Today our state is facing a critical challenge – the backlog of DNA evidence testing. There are more than 100 untested sexual assault examination kits in our county alone and thousands more across the state. “These are not cold cases,” said McClelland. “Nothing can be worked until the evidence can be tested. There is a logjam across the state.”
Because DNA testing is both slow and expensive, priorities must be established to see which rape kits go to the front of the line. McClelland explained that not every rape victim wants to go to trial plus district attorneys are often reluctant to prosecute “date rape” cases. The State has asked that review committees look at each case before the DNA is sent to be tested. Committees can include the D.A., law officers, social services, health care professionals and victims’ rights advocates.
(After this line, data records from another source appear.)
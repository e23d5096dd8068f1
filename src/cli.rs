use bigdecimal::BigDecimal;
use clap::{Parser, Subcommand};
use uuid::Uuid;

use crate::config::{AllowedIps, Config, ConfigError};
use crate::domain::Transaction;
use crate::services::{PollOutcome, TransactionOrchestrator};
use crate::startup;
use crate::utils::sanitize::mask_phone;

#[derive(Parser)]
#[command(name = "ramp-core")]
#[command(about = "M-Pesa <-> USDT (TRC-20) exchange orchestration service", long_about = None)]
pub struct Cli {
    #[command(subcommand)]
    pub command: Option<Commands>,
}

#[derive(Subcommand)]
pub enum Commands {
    /// Start the HTTP server (default)
    Serve,

    /// Transaction management commands
    #[command(subcommand)]
    Tx(TxCommands),

    /// Exchange rate commands
    #[command(subcommand)]
    Rate(RateCommands),

    /// Database management commands
    #[command(subcommand)]
    Db(DbCommands),

    /// Configuration validation
    Config,
}

#[derive(Subcommand)]
pub enum TxCommands {
    /// Print a transaction
    Show {
        #[arg(value_name = "TX_ID")]
        tx_id: Uuid,
    },
    /// Poll a transaction until it settles or the poll timeout passes
    Watch {
        #[arg(value_name = "TX_ID")]
        tx_id: Uuid,
    },
    /// Cancel a pending transaction
    Cancel {
        #[arg(value_name = "TX_ID")]
        tx_id: Uuid,
    },
}

#[derive(Subcommand)]
pub enum RateCommands {
    /// Record a new KES per USDT rate
    Set {
        #[arg(value_name = "RATE")]
        rate: BigDecimal,
    },
    /// Show the rate new transactions would use
    Show,
}

#[derive(Subcommand)]
pub enum DbCommands {
    /// Run database migrations
    Migrate,
}

/// Operator commands act on the shared database, never on a throwaway
/// in-memory ledger.
async fn orchestrator_for_cli(config: &Config) -> anyhow::Result<TransactionOrchestrator> {
    if config.database_url.is_none() {
        anyhow::bail!("DATABASE_URL is required for this command");
    }
    let stores = startup::open_stores(config).await?;
    startup::build_orchestrator(config, stores)
}

pub async fn handle_tx_show(config: &Config, tx_id: Uuid) -> anyhow::Result<()> {
    let orchestrator = orchestrator_for_cli(config).await?;
    let tx = orchestrator.poll_status(tx_id).await?;
    print_transaction(&tx);
    Ok(())
}

pub async fn handle_tx_watch(config: &Config, tx_id: Uuid) -> anyhow::Result<()> {
    let orchestrator = orchestrator_for_cli(config).await?;
    let poller = startup::build_poller(config);

    println!(
        "Watching {} (every {}s, up to {}s)...",
        tx_id,
        poller.interval().as_secs(),
        poller.timeout().as_secs()
    );

    match poller.wait_for_terminal(&orchestrator, tx_id).await? {
        PollOutcome::Terminal(tx) => {
            print_transaction(&tx);
            Ok(())
        }
        PollOutcome::TimedOut(last_seen) => {
            let status = last_seen
                .map(|tx| tx.status.to_string())
                .unwrap_or_else(|| "unknown".to_string());
            anyhow::bail!("Transaction {} still {} after poll timeout", tx_id, status)
        }
    }
}

pub async fn handle_tx_cancel(config: &Config, tx_id: Uuid) -> anyhow::Result<()> {
    let orchestrator = orchestrator_for_cli(config).await?;
    let tx = orchestrator.cancel(tx_id).await?;
    tracing::info!("Transaction {} cancelled", tx_id);
    println!("✓ Transaction {} cancelled", tx.id);
    Ok(())
}

pub async fn handle_rate_set(config: &Config, rate: &BigDecimal) -> anyhow::Result<()> {
    let orchestrator = orchestrator_for_cli(config).await?;
    let entry = orchestrator.record_rate(rate).await?;
    println!("✓ Rate {} recorded at {}", entry.rate, entry.recorded_at);
    Ok(())
}

pub async fn handle_rate_show(config: &Config) -> anyhow::Result<()> {
    let orchestrator = orchestrator_for_cli(config).await?;
    let quote = orchestrator.current_rate().await?;
    if quote.is_default {
        println!("{} (default, no rate recorded)", quote.rate);
    } else {
        println!("{}", quote.rate);
    }
    Ok(())
}

pub async fn handle_db_migrate(config: &Config) -> anyhow::Result<()> {
    let url = config
        .database_url
        .as_deref()
        .ok_or_else(|| anyhow::anyhow!("DATABASE_URL is required to run migrations"))?;

    let pool = crate::db::create_pool(url).await?;
    tracing::info!("Running database migrations...");
    crate::db::run_migrations(&pool).await?;
    println!("✓ Database migrations completed");

    Ok(())
}

/// Reports on the loaded configuration, or names the variable that stopped
/// it from loading.
pub fn handle_config_validate(loaded: Result<Config, ConfigError>) -> anyhow::Result<()> {
    tracing::info!("Validating configuration...");

    let config = match loaded {
        Ok(config) => config,
        Err(e) => {
            tracing::error!(error = %e, "configuration is invalid");
            println!("✗ Configuration is invalid: {}", e);
            return Err(e.into());
        }
    };

    // Key material is checked without printing it.
    startup::build_tron_client(&config)?;

    let allowed_ips = match &config.callback_allowed_ips {
        AllowedIps::Any => "*".to_string(),
        AllowedIps::Cidrs(cidrs) => cidrs
            .iter()
            .map(ToString::to_string)
            .collect::<Vec<_>>()
            .join(", "),
    };

    println!("Configuration:");
    println!("  Server Port: {}", config.server_port);
    println!(
        "  Database URL: {}",
        config
            .database_url
            .as_deref()
            .map(mask_password)
            .unwrap_or_else(|| "(not set, in-memory ledger)".to_string())
    );
    println!("  Callback URL: {}", config.callback_url());
    println!("  M-Pesa: {:?} at {}", config.mpesa.environment, config.mpesa.base_url);
    println!("  M-Pesa Short Code: {}", config.mpesa.short_code);
    println!("  M-Pesa Consumer Secret: {}", config.mpesa.consumer_secret.masked());
    println!("  M-Pesa Passkey: {}", config.mpesa.passkey.masked());
    println!("  TRON API: {}", config.tron.api_url);
    println!("  TRON Sender: {}", config.tron.sender_address);
    println!("  TRON Private Key: {}", config.tron.private_key.masked());
    println!("  USDT Contract: {}", config.tron.contract_address);
    println!("  Default Rate: {}", config.default_exchange_rate);
    println!(
        "  Poller: every {}s for up to {}s",
        config.poller.interval.as_secs(),
        config.poller.timeout.as_secs()
    );
    println!("  Callback Allowed IPs: {}", allowed_ips);
    println!("  Trusted Proxy Depth: {}", config.trusted_proxy_depth);

    tracing::info!("Configuration is valid");
    println!("✓ Configuration is valid");

    Ok(())
}

fn print_transaction(tx: &Transaction) {
    println!("Transaction {}", tx.id);
    println!("  Type:           {}", tx.kind);
    println!("  Status:         {}", tx.status);
    println!("  Source amount:  {}", tx.source_amount);
    println!("  Target amount:  {}", tx.target_amount);
    println!("  Rate:           {}", tx.exchange_rate);
    println!("  Mobile:         {}", mask_phone(&tx.mobile_number));
    println!("  Wallet:         {}", tx.chain_wallet_address);
    if let Some(checkout) = &tx.gateway_checkout_id {
        println!("  Checkout id:    {}", checkout);
    }
    if let Some(receipt) = &tx.gateway_receipt_id {
        println!("  Receipt:        {}", receipt);
    }
    if let Some(hash) = &tx.chain_tx_hash {
        println!("  Chain tx:       {}", hash);
    }
    println!("  Created:        {}", tx.created_at);
    if let Some(done) = tx.completed_at {
        println!("  Completed:      {}", done);
    }
}

fn mask_password(url: &str) -> String {
    if let Some(at_pos) = url.rfind('@') {
        if let Some(colon_pos) = url[..at_pos].rfind(':') {
            if let Some(slash_pos) = url[..colon_pos].rfind("//") {
                let prefix = &url[..slash_pos + 2];
                let user_start = slash_pos + 2;
                let user = &url[user_start..colon_pos];
                let suffix = &url[at_pos..];
                return format!("{}{}:****{}", prefix, user, suffix);
            }
        }
    }
    url.to_string()
}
A bill now in the General Assembly called Standing Up for Rape Violence Act of 2019 is intended to expedite the testing process. The bill, which has bipartisan support, will establish protocols for evidence handling and testing and provide needed testing funds. “If the bill passes in Raleigh, come January, we all may be very busy,” said McClelland, meaning the log jam may be freed. Most of the DNA testing will go to private labs. (The measure is currently one of the bills stuck in the standoff between Gov. Roy Cooper and the Legislature over the 2020 budget.)
Cold Cases are routinely reviewed in the Sheriff’s Office but there is only one unsolved homicide in recent history – the murder of 28-year-old Charity Worley at her home in 2008. There are some “persons of interest” but no hard evidence and nothing recovered at the crime scene on West Gilbert Street that could be tested for DNA. The case is cold, yes, but not forgotten.